How a biotech startup working on a coronavirus cure got caught in a tug-of-war between the White House and Berlin

March 16, 2020, 6:42 PM UTC

A little-known German biotech outfit operating out of a sleepy university town near the Black Forest has grabbed the world’s attention after being plunged into the center of a political tug-of-war between President Donald Trump and the German government over a potential coronavirus vaccine. 

In the race to find a medical breakthrough to the pandemic, the startup, CureVac, said earlier this month that its proprietary technology has found suitable candidates that could lead to a treatment, and that it aims to start clinical trials in early summer. CureVac has received funding from the Bill & Melinda Gates Foundation.

The company came within Trump’s circle when its then-chief executive, the American Daniel Menichella, met with the president at the White House recently. Menichella was there as part of a coronavirus task force meeting to discuss how to stop the spread of the deadly outbreak that poses the biggest crisis yet to Trump’s presidency.

According to a bombshell report that broke this week in German weekly Welt am Sonntag, Trump was so convinced by the CEO that he was willing to fork over a reported $1 billion to acquire rights to any promising vaccine the company could produce. 

The news created a storm of outrage in Germany as fears rose that Washington would exert exclusive control over the production and distribution of the potential cure to the detriment of the rest of the world’s population.

Federal Health Minister Jens Spahn promptly took to German state television on Sunday night to ensure that in the case of any successful trials, any vaccine developed by the company would be made available to everyone who needs it.

“We’ve been in very good talks with the company over the past two weeks,” he told ZDF program Berlin Direkt before implying that the issue, which only came to light on Sunday in the German media, had already been dealt with. “Today’s report comes with a bit of a time lag.” 

In a sign of what’s at stake, the European Commission on Monday announced it had offered CureVac an €80 million line of credit to help it “scale up development and production of a vaccine against the coronavirus in Europe.”

The German-born commission president, Ursula von der Leyen, said in the statement: “I am proud that we have leading companies like CureVac in the EU. Their home is here.
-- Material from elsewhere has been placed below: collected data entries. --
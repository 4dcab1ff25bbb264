//! Delimited text tables with header-driven column order.

use std::collections::{BTreeMap, BTreeSet};
use std::fs::{self, File};
use std::io::{BufWriter, Read, Write};
use std::path::{Path, PathBuf};

use csv::{ReaderBuilder, Trim, WriterBuilder};
use log::debug;

use crate::cell::Cell;
use crate::errors::{ErrorInfo, PacError};

/// One row of a [`Table`], keyed by column name.
pub type Record = BTreeMap<String, Cell>;

/// In-memory delimited table with an ordered header.
///
/// The header drives both the positional zip on load and the column order
/// on save. Records are expected to cover every header column; the merge
/// and gain stages fill gaps with [`Cell::Missing`].
#[derive(Debug, Clone, PartialEq, Default)]
pub struct Table {
    name: String,
    headers: Vec<String>,
    records: Vec<Record>,
}

impl Table {
    /// Creates an empty table with the given source label and header.
    pub fn new(name: impl Into<String>, headers: Vec<String>) -> Self {
        Self {
            name: name.into(),
            headers,
            records: Vec::new(),
        }
    }

    /// Source label, e.g. `Basic` or `DPS`.
    pub fn name(&self) -> &str {
        &self.name
    }

    /// Ordered column names.
    pub fn headers(&self) -> &[String] {
        &self.headers
    }

    /// Records in insertion order.
    pub fn records(&self) -> &[Record] {
        &self.records
    }

    /// Mutable access to the records; the header is left untouched.
    pub fn records_mut(&mut self) -> &mut [Record] {
        &mut self.records
    }

    /// Number of records.
    pub fn len(&self) -> usize {
        self.records.len()
    }

    /// Whether the table holds no records.
    pub fn is_empty(&self) -> bool {
        self.records.is_empty()
    }

    /// Whether `column` is part of the header.
    pub fn has_column(&self, column: &str) -> bool {
        self.headers.iter().any(|header| header == column)
    }

    /// Appends a fully formed record. Key coverage is the caller's responsibility.
    pub fn append(&mut self, record: Record) {
        self.records.push(record);
    }

    /// Adds `column` to the header unless it is already present.
    pub fn push_header(&mut self, column: impl Into<String>) {
        let column = column.into();
        if !self.has_column(&column) {
            self.headers.push(column);
        }
    }

    /// Loads a table from a comma separated file whose first line is the header.
    pub fn load(name: impl Into<String>, path: impl AsRef<Path>) -> Result<Self, PacError> {
        let path = path.as_ref();
        let file = File::open(path).map_err(|err| PacError::io("table-open", path, &err))?;
        let table = Self::from_reader(name, file).map_err(|err| with_source_path(err, path))?;
        debug!(
            "loaded {} records with {} columns from {}",
            table.len(),
            table.headers.len(),
            path.display()
        );
        Ok(table)
    }

    /// Parses delimited text from any reader.
    pub fn from_reader<R: Read>(name: impl Into<String>, reader: R) -> Result<Self, PacError> {
        let mut reader = ReaderBuilder::new()
            .has_headers(false)
            .flexible(true)
            .trim(Trim::All)
            .from_reader(reader);
        let mut rows = reader.records();
        let header_row = match rows.next() {
            Some(row) => row.map_err(|err| wrap_csv("table-header", err))?,
            None => {
                return Err(PacError::Format(ErrorInfo::new(
                    "table-empty",
                    "input has no header line",
                )))
            }
        };
        let headers: Vec<String> = header_row.iter().map(|field| field.to_string()).collect();
        let mut seen = BTreeSet::new();
        for header in &headers {
            if !seen.insert(header.as_str()) {
                return Err(PacError::Format(
                    ErrorInfo::new("table-duplicate-column", "header repeats a column name")
                        .with_context("column", header.clone()),
                ));
            }
        }

        let mut table = Self::new(name, headers);
        for row in rows {
            let row = row.map_err(|err| wrap_csv("table-record", err))?;
            if row.len() != table.headers.len() {
                let line = row
                    .position()
                    .map(|pos| pos.line().to_string())
                    .unwrap_or_else(|| "?".to_string());
                return Err(PacError::Format(
                    ErrorInfo::new("table-field-count", "field count does not match header")
                        .with_context("line", line)
                        .with_context("expected", table.headers.len().to_string())
                        .with_context("found", row.len().to_string()),
                ));
            }
            let record = table
                .headers
                .iter()
                .zip(row.iter())
                .map(|(header, field)| (header.clone(), Cell::from_field(field)))
                .collect();
            table.records.push(record);
        }
        Ok(table)
    }

    /// Writes the table to `path`.
    ///
    /// Output goes to a sibling temporary file that is renamed into place,
    /// so a failed save never leaves a truncated table behind.
    pub fn save(&self, path: impl AsRef<Path>) -> Result<(), PacError> {
        let path = path.as_ref();
        ensure_parent(path)?;
        let staging = staging_path(path);
        let result = File::create(&staging)
            .map_err(|err| PacError::io("table-create", path, &err))
            .and_then(|file| {
                let mut writer = BufWriter::new(file);
                self.to_writer(&mut writer)
                    .map_err(|err| with_source_path(err, path))?;
                writer
                    .flush()
                    .map_err(|err| PacError::io("table-flush", path, &err))
            })
            .and_then(|()| {
                fs::rename(&staging, path).map_err(|err| PacError::io("table-rename", path, &err))
            });
        if result.is_err() {
            let _ = fs::remove_file(&staging);
        }
        result?;
        debug!("saved {} records to {}", self.len(), path.display());
        Ok(())
    }

    /// Serializes the header line and every record in header order.
    pub fn to_writer<W: Write>(&self, writer: W) -> Result<(), PacError> {
        let mut writer = WriterBuilder::new().has_headers(false).from_writer(writer);
        writer
            .write_record(&self.headers)
            .map_err(|err| wrap_csv("table-write-header", err))?;
        for record in &self.records {
            let fields = self.headers.iter().map(|header| {
                record
                    .get(header)
                    .map(ToString::to_string)
                    .unwrap_or_else(|| Cell::Missing.to_string())
            });
            writer
                .write_record(fields)
                .map_err(|err| wrap_csv("table-write-row", err))?;
        }
        writer
            .flush()
            .map_err(|err| wrap_csv("table-flush", err.into()))?;
        Ok(())
    }
}

/// Ordered union of every table's header followed by `extra` columns.
///
/// First appearance wins, so the result is stable for a fixed input order.
pub fn union_headers(tables: &[Table], extra: &[&str]) -> Vec<String> {
    let mut headers: Vec<String> = Vec::new();
    let columns = tables
        .iter()
        .flat_map(|table| table.headers.iter().map(String::as_str))
        .chain(extra.iter().copied());
    for column in columns {
        if !headers.iter().any(|existing| existing == column) {
            headers.push(column.to_string());
        }
    }
    headers
}

fn staging_path(path: &Path) -> PathBuf {
    let file_name = path
        .file_name()
        .map(|name| name.to_string_lossy().to_string())
        .unwrap_or_else(|| "table".to_string());
    path.with_file_name(format!(".{file_name}.tmp"))
}

fn ensure_parent(path: &Path) -> Result<(), PacError> {
    if let Some(parent) = path.parent() {
        if !parent.as_os_str().is_empty() {
            fs::create_dir_all(parent)
                .map_err(|err| PacError::io("table-create-dir", parent, &err))?;
        }
    }
    Ok(())
}

fn with_source_path(err: PacError, path: &Path) -> PacError {
    let attach = |info: ErrorInfo| info.with_path(path);
    match err {
        PacError::Format(info) => PacError::Format(attach(info)),
        PacError::Schema(info) => PacError::Schema(attach(info)),
        PacError::Division(info) => PacError::Division(attach(info)),
        PacError::Io(info) => PacError::Io(attach(info)),
        PacError::Config(info) => PacError::Config(attach(info)),
    }
}

fn wrap_csv(code: &str, err: csv::Error) -> PacError {
    if err.is_io_error() {
        PacError::Io(ErrorInfo::new(code, "delimited IO failure").with_hint(err.to_string()))
    } else {
        PacError::Format(ErrorInfo::new(code, "malformed delimited text").with_hint(err.to_string()))
    }
}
But their vaccines will benefit everyone, in Europe and beyond.”

Germany on edge

The report comes at a sensitive time. Just as coronavirus threatens to hit the export-reliant German economy, conservative politicians, including Spahn, have been jockeying for control of the party after Chancellor Angela Merkel’s successor stepped down as head of the Christian Democrats. 

CureVac’s majority owner, a billionaire philanthropist that co-founded German software giant SAP, and owns German first-division soccer team TSG Hoffenheim, said however he ruled out the deal as soon as he heard of it. 

“For me, it was self-obvious that a German company cannot develop a vaccine that is then exclusively used in the U.S.,” Dietmar Hopp told Sport1 in an interview published on Monday. Asked how the talks had progressed with Trump, the 79-year old German said CureVac came to him to gauge his reaction. “They asked me what I thought of it all, and I knew immediately that this wasn’t an option,” he said. 

In a strange twist, however, the Tübingen-based company’s itself has denied it was approached. In a statement on Monday, CureVac rejected all allegations made in the press, adding that it “had not received an offer before, during and since the Task Force meeting in the White House.”

The comments were then tweeted by the U.S. embassy in Berlin as proof there was no truth to the controversial approach.  

Adding to the confusion (and drama), CureVac had announced only last week it was replacing its American CEO, who joined in 2018. Founder and former CEO Ingmar Hoerr is back running the company. 

When asked about the report on CNBC, Trump advisor Peter Navarro not only did not deny the allegations, he spoke of a broader strategy to bring production and supply of key medications to the U.S. 

“What I can speak to is this broader interesting issue of how dependent the United States of America is on the global supply chain, not just for its medicines but for its medical supplies and medical equipment,” he told the business channel on Monday, before adding that he was working on a piece of legislation based on Trump’s “Buy American” campaign pledge.  

“The President personally asked me to move quickly on this issue. The essence of the Executive Order, which we hope to get to the finish line by the end of the week, is to bring all of that home so that we don’t have to worry about foreign dependencies—70 percent of our advanced pharmaceutical ingredients comes from abroad.”

This would then encourage the major governmental customers for medicines, medical supplies and equipment such asa Veterans Affairs, Health and Human Services and the Department of Defense, to all shop domestic.

“We need them to buy that from American producers on American soil,” he told CNBC. 

For now, it looks as if any potential CureVac vaccine—should it ever develop one that gets regulatory approval– would be made available for everyone, and not just Americans.

Speaking to reporters on Monday after announcing wide-ranging restrictions to leisure activities across country, Merkel was quick to take credit, along with CureVac owner Hopp, for deescalating the situation.

“The issue has already been resolved as we said on the weekend. The federal government took care of this at a very early stage,” she said.

This story has been updated to include the European Commission funding statement, and comments from Commission Ursula von der Leyen.